* **What is expected**:
Your task is to gather the lines below that hold the string "crate".
════
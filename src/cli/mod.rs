//! cli
//!
//! Command-line interface layer for tributary.
//!
//! # Responsibilities
//!
//! - Parse command-line arguments
//! - Build the [`ConfigSet`] from source tokens
//! - Drive the [`RepoMerger`] and print the report
//!
//! The CLI layer is thin: all merge logic lives in [`crate::merge`], all
//! repository access in [`crate::git`].

pub mod args;

pub use args::Cli;

use std::path::Path;
use std::time::Instant;

use anyhow::{Context as _, Result};

use crate::core::config::ConfigSet;
use crate::merge::{MergedRef, RepoMerger};
use crate::ui::output::{self, Verbosity};

/// Fixed destination directory, relative to the working directory.
pub const OUTPUT_DIR: &str = "merged-repo";

/// Run the CLI application.
///
/// This is the main entry point called from `main.rs`. Usage errors
/// surface as [`crate::core::config::ConfigError`] values inside the
/// returned error; `main` maps those to exit code 64.
pub fn run() -> Result<()> {
    let cli = Cli::parse_args();
    let verbosity = Verbosity::from_flags(cli.quiet, cli.debug);

    // Deliberately not wrapped in context: main downcasts ConfigError to
    // pick the usage exit code.
    let configs = ConfigSet::from_tokens(&cli.sources)?;

    let output_dir = Path::new(OUTPUT_DIR);
    output::print(
        format!(
            "Merging {} repositories into one, output directory: {}",
            configs.len(),
            output_dir.display()
        ),
        verbosity,
    );

    let start = Instant::now();
    let merger = RepoMerger::new(output_dir, configs)
        .context("failed to open the destination repository")?;
    let merged = merger.run().context("merge run failed")?;

    report(&merged, cli.json, verbosity)?;

    output::print(
        format!(
            "Done, took {} ms; merged repository: {}",
            start.elapsed().as_millis(),
            output_dir.display()
        ),
        verbosity,
    );

    Ok(())
}

/// Print the per-ref report: overlaps as errors, incomplete refs as
/// warnings, per-ref ids at debug level, and optionally the whole record
/// list as JSON.
fn report(merged: &[MergedRef], json: bool, verbosity: Verbosity) -> Result<()> {
    for record in merged {
        for overlap in &record.overlaps {
            output::error(format!("{} '{}': {}", record.kind, record.name, overlap));
        }

        if !record.is_complete() {
            output::warn(
                format!(
                    "{} '{}' was not in: {}",
                    record.kind,
                    record.name,
                    record.missing.join(", ")
                ),
                verbosity,
            );
        }

        match &record.commit {
            Some(commit) => output::debug(
                format!("{} '{}' -> {}", record.kind, record.name, commit.short(12)),
                verbosity,
            ),
            None => output::debug(
                format!("{} '{}' skipped (overlaps)", record.kind, record.name),
                verbosity,
            ),
        }
    }

    if json {
        let rendered =
            serde_json::to_string_pretty(merged).context("failed to render JSON report")?;
        println!("{}", rendered);
    }

    Ok(())
}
════
* **Solution to this task**:
//! The CLI layer is thin: all merge logic lives in [`crate::merge`], all
//! repository access in [`crate::git`].
use crate::core::config::ConfigSet;
use crate::merge::{MergedRef, RepoMerger};
use crate::ui::output::{self, Verbosity};
/// surface as [`crate::core::config::ConfigError`] values inside the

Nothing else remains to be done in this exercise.